## TASK STATEMENT
The required result is each line of the entries below containing the string "OutOfRange".

─── PROVIDED DATA

//! User-facing simulation settings.
//!
//! Settings arrive as raw text fields. [`SettingsForm::parse`] validates every
//! field up front and returns a [`ValidationError`] before anything downstream
//! is touched.

use serde::{Deserialize, Serialize};
use std::str::FromStr;
use thiserror::Error;

/// Bad caller-supplied parameters.
#[derive(Debug, Clone, PartialEq, Eq, Error)]
pub enum ValidationError {
    /// A numeric field did not parse.
    #[error("{field}: '{value}' is not a valid number")]
    NotANumber { field: &'static str, value: String },

    /// A numeric field parsed but is outside its allowed range.
    #[error("{field}: {reason}")]
    OutOfRange { field: &'static str, reason: String },

    /// A rate or duration field lacks a recognized unit.
    #[error("{field}: '{value}' must be a number followed by one of {units}")]
    BadUnit {
        field: &'static str,
        value: String,
        units: &'static str,
    },

    /// A choice field holds an unknown option.
    #[error("{field}: unknown option '{value}'")]
    UnknownOption { field: &'static str, value: String },
}

/// Transport agent attached to traffic sources.
#[derive(Debug, Clone, Copy, PartialEq, Eq, Serialize, Deserialize, Default)]
pub enum TransportProtocol {
    #[default]
    Tcp,
    Udp,
    TcpReno,
    TcpNewreno,
    TcpVegas,
}

impl FromStr for TransportProtocol {
    type Err = ValidationError;

    fn from_str(s: &str) -> Result<Self, Self::Err> {
        match s.trim().to_ascii_lowercase().as_str() {
            "tcp" => Ok(Self::Tcp),
            "udp" => Ok(Self::Udp),
            "tcp/reno" => Ok(Self::TcpReno),
            "tcp/newreno" => Ok(Self::TcpNewreno),
            "tcp/vegas" => Ok(Self::TcpVegas),
            _ => Err(ValidationError::UnknownOption {
                field: "protocol",
                value: s.to_string(),
            }),
        }
    }
}

/// Link queue discipline.
#[derive(Debug, Clone, Copy, PartialEq, Eq, Serialize, Deserialize, Default)]
pub enum QueueType {
    #[default]
    DropTail,
    Red,
    Fq,
    Sfq,
}

impl FromStr for QueueType {
    type Err = ValidationError;

    fn from_str(s: &str) -> Result<Self, Self::Err> {
        match s.trim().to_ascii_lowercase().as_str() {
            "droptail" => Ok(Self::DropTail),
            "red" => Ok(Self::Red),
            "fq" => Ok(Self::Fq),
            "sfq" => Ok(Self::Sfq),
            _ => Err(ValidationError::UnknownOption {
                field: "queue_type",
                value: s.to_string(),
            }),
        }
    }
}

/// Application generating traffic over the transport agent.
#[derive(Debug, Clone, Copy, PartialEq, Eq, Serialize, Deserialize, Default)]
pub enum ApplicationKind {
    #[default]
    Ftp,
    Cbr,
    Telnet,
    Exponential,
}

impl FromStr for ApplicationKind {
    type Err = ValidationError;

    fn from_str(s: &str) -> Result<Self, Self::Err> {
        match s.trim().to_ascii_lowercase().as_str() {
            "ftp" => Ok(Self::Ftp),
            "cbr" => Ok(Self::Cbr),
            "telnet" => Ok(Self::Telnet),
            "exponential" => Ok(Self::Exponential),
            _ => Err(ValidationError::UnknownOption {
                field: "application",
                value: s.to_string(),
            }),
        }
    }
}

/// Validated simulation settings.
#[derive(Debug, Clone, PartialEq, Serialize, Deserialize)]
pub struct SimulationSettings {
    /// Simulated duration in seconds.
    pub sim_time: f64,
    /// Link bandwidth, e.g. `100.0Mb`.
    pub bandwidth: String,
    /// Link delay, e.g. `10ms`.
    pub delay: String,
    pub protocol: TransportProtocol,
    pub queue_type: QueueType,
    pub application: ApplicationKind,
    /// Packet size in bytes.
    pub packet_size: u32,
    /// Application data rate, e.g. `1Mb`.
    pub data_rate: String,
    pub enable_tracing: bool,
    pub enable_nam: bool,
    pub enable_dataset: bool,
    pub dataset_packet_count: u32,
    pub dataset_scenario: String,
}

impl Default for SimulationSettings {
    fn default() -> Self {
        Self {
            sim_time: 10.0,
            bandwidth: "100.0Mb".to_string(),
            delay: "10ms".to_string(),
            protocol: TransportProtocol::default(),
            queue_type: QueueType::default(),
            application: ApplicationKind::default(),
            packet_size: 1000,
            data_rate: "1Mb".to_string(),
            enable_tracing: true,
            enable_nam: true,
            enable_dataset: false,
            dataset_packet_count: 100,
            dataset_scenario: "Normal Traffic".to_string(),
        }
    }
}

/// Raw, unvalidated settings as typed by the user.
#[derive(Debug, Clone, PartialEq, Eq)]
pub struct SettingsForm {
    pub sim_time: String,
    pub bandwidth: String,
    pub delay: String,
    pub protocol: String,
    pub queue_type: String,
    pub application: String,
    pub packet_size: String,
    pub data_rate: String,
    pub enable_tracing: bool,
    pub enable_nam: bool,
    pub enable_dataset: bool,
    pub dataset_packet_count: String,
    pub dataset_scenario: String,
}

impl Default for SettingsForm {
    fn default() -> Self {
        Self {
            sim_time: "10.0".to_string(),
            bandwidth: "100.0Mb".to_string(),
            delay: "10ms".to_string(),
            protocol: "TCP".to_string(),
            queue_type: "DropTail".to_string(),
            application: "FTP".to_string(),
            packet_size: "1000".to_string(),
            data_rate: "1Mb".to_string(),
            enable_tracing: true,
            enable_nam: true,
            enable_dataset: false,
            dataset_packet_count: "100".to_string(),
            dataset_scenario: "Normal Traffic".to_string(),
        }
    }
}

const RATE_UNITS: &[&str] = &["Gb", "Mb", "Kb", "b"];
const DELAY_UNITS: &[&str] = &["ms", "us", "s"];

impl SettingsForm {
    /// Validate every field and produce settings.
    pub fn parse(&self) -> Result<SimulationSettings, ValidationError> {
        let sim_time = parse_number::<f64>("sim_time", &self.sim_time)?;
        if !sim_time.is_finite() || sim_time <= 0.0 {
            return Err(ValidationError::OutOfRange {
                field: "sim_time",
                reason: format!("must be a positive number of seconds, got {}", sim_time),
            });
        }

        let packet_size = parse_number::<u32>("packet_size", &self.packet_size)?;
        if packet_size == 0 {
            return Err(ValidationError::OutOfRange {
                field: "packet_size",
                reason: "must be at least 1 byte".to_string(),
            });
        }

        let dataset_packet_count = if self.enable_dataset {
            let count = parse_number::<u32>("dataset_packet_count", &self.dataset_packet_count)?;
            if count == 0 {
                return Err(ValidationError::OutOfRange {
                    field: "dataset_packet_count",
                    reason: "must be at least 1 when dataset generation is enabled".to_string(),
                });
            }
            count
        } else {
            SimulationSettings::default().dataset_packet_count
        };

        Ok(SimulationSettings {
            sim_time,
            bandwidth: check_unit("bandwidth", &self.bandwidth, RATE_UNITS, "Gb/Mb/Kb/b")?,
            delay: check_unit("delay", &self.delay, DELAY_UNITS, "ms/us/s")?,
            protocol: self.protocol.parse()?,
            queue_type: self.queue_type.parse()?,
            application: self.application.parse()?,
            packet_size,
            data_rate: check_unit("data_rate", &self.data_rate, RATE_UNITS, "Gb/Mb/Kb/b")?,
            enable_tracing: self.enable_tracing,
            enable_nam: self.enable_nam,
            enable_dataset: self.enable_dataset,
            dataset_packet_count,
            dataset_scenario: self.dataset_scenario.trim().to_string(),
        })
    }
}

fn parse_number<T: FromStr>(field: &'static str, raw: &str) -> Result<T, ValidationError> {
    raw.trim()
        .parse::<T>()
        .map_err(|_| ValidationError::NotANumber {
            field,
            value: raw.to_string(),
        })
}

/// Accept `<positive number><unit>` and return the trimmed text.
fn check_unit(
    field: &'static str,
    raw: &str,
    units: &[&str],
    units_label: &'static str,
) -> Result<String, ValidationError> {
    let value = raw.trim();
    let bad_unit = || ValidationError::BadUnit {
        field,
        value: raw.to_string(),
        units: units_label,
    };

    let number = units
        .iter()
        .find_map(|unit| value.strip_suffix(unit))
        .ok_or_else(bad_unit)?;
    let magnitude: f64 = number.parse().map_err(|_| bad_unit())?;
    if !magnitude.is_finite() || magnitude <= 0.0 {
        return Err(ValidationError::OutOfRange {
            field,
            reason: format!("must be positive, got {}", magnitude),
        });
    }
    Ok(value.to_string())
}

──────

## EXERCISE ANSWER
    OutOfRange { field: &'static str, reason: String },
            return Err(ValidationError::OutOfRange {
            return Err(ValidationError::OutOfRange {
                return Err(ValidationError::OutOfRange {
        return Err(ValidationError::OutOfRange {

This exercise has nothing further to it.